╭─ Data listing
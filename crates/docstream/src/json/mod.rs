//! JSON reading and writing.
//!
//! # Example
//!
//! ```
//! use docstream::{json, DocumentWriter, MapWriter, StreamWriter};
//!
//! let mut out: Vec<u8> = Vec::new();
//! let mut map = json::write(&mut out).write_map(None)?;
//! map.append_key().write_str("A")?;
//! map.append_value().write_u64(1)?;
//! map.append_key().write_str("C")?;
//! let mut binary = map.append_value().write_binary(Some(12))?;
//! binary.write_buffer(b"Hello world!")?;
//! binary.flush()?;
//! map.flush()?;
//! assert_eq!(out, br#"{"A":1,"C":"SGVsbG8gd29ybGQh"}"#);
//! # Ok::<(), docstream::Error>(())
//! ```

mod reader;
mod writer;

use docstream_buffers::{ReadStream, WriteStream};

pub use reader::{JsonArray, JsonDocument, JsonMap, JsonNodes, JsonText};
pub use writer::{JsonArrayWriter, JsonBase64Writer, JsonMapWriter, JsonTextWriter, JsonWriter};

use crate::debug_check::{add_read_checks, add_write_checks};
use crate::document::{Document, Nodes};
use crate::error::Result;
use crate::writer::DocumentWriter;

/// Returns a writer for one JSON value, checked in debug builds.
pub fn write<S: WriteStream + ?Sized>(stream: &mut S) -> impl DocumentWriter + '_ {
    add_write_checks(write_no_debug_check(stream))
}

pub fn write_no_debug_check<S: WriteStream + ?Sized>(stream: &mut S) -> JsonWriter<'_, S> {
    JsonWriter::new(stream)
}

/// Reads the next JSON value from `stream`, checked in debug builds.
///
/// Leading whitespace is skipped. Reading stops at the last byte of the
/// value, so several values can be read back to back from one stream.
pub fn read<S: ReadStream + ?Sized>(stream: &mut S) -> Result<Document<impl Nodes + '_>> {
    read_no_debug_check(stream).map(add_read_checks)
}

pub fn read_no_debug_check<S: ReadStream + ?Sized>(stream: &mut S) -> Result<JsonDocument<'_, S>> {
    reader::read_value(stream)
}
╰─
(Aim of the exercise): Set down, exactly and only, the lines running from the one holding "from one stream." through the end of the records above, both ends included.

(Written solution):
/// value, so several values can be read back to back from one stream.
pub fn read<S: ReadStream + ?Sized>(stream: &mut S) -> Result<Document<impl Nodes + '_>> {
    read_no_debug_check(stream).map(add_read_checks)
}

pub fn read_no_debug_check<S: ReadStream + ?Sized>(stream: &mut S) -> Result<JsonDocument<'_, S>> {
    reader::read_value(stream)
}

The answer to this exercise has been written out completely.